INFORMATION SHOWN -

=== Section Start ===

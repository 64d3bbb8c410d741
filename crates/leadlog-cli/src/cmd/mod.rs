pub mod audit;
pub mod comment;
pub mod completions;
pub mod convert;
pub mod history;
pub mod init;
pub mod lead;
pub mod move_cmd;
pub mod reasons;
pub mod reject;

=== Section End ===

TASK - All records should be written out again exactly as given.

SOLUTION FOR THIS PROBLEM -
repository 64d3bbb8c410d741
filename crates/leadlog-cli/src/cmd/mod.rs
pub mod audit;
pub mod comment;
pub mod completions;
pub mod convert;
pub mod history;
pub mod init;
pub mod lead;
pub mod move_cmd;
pub mod reasons;
pub mod reject;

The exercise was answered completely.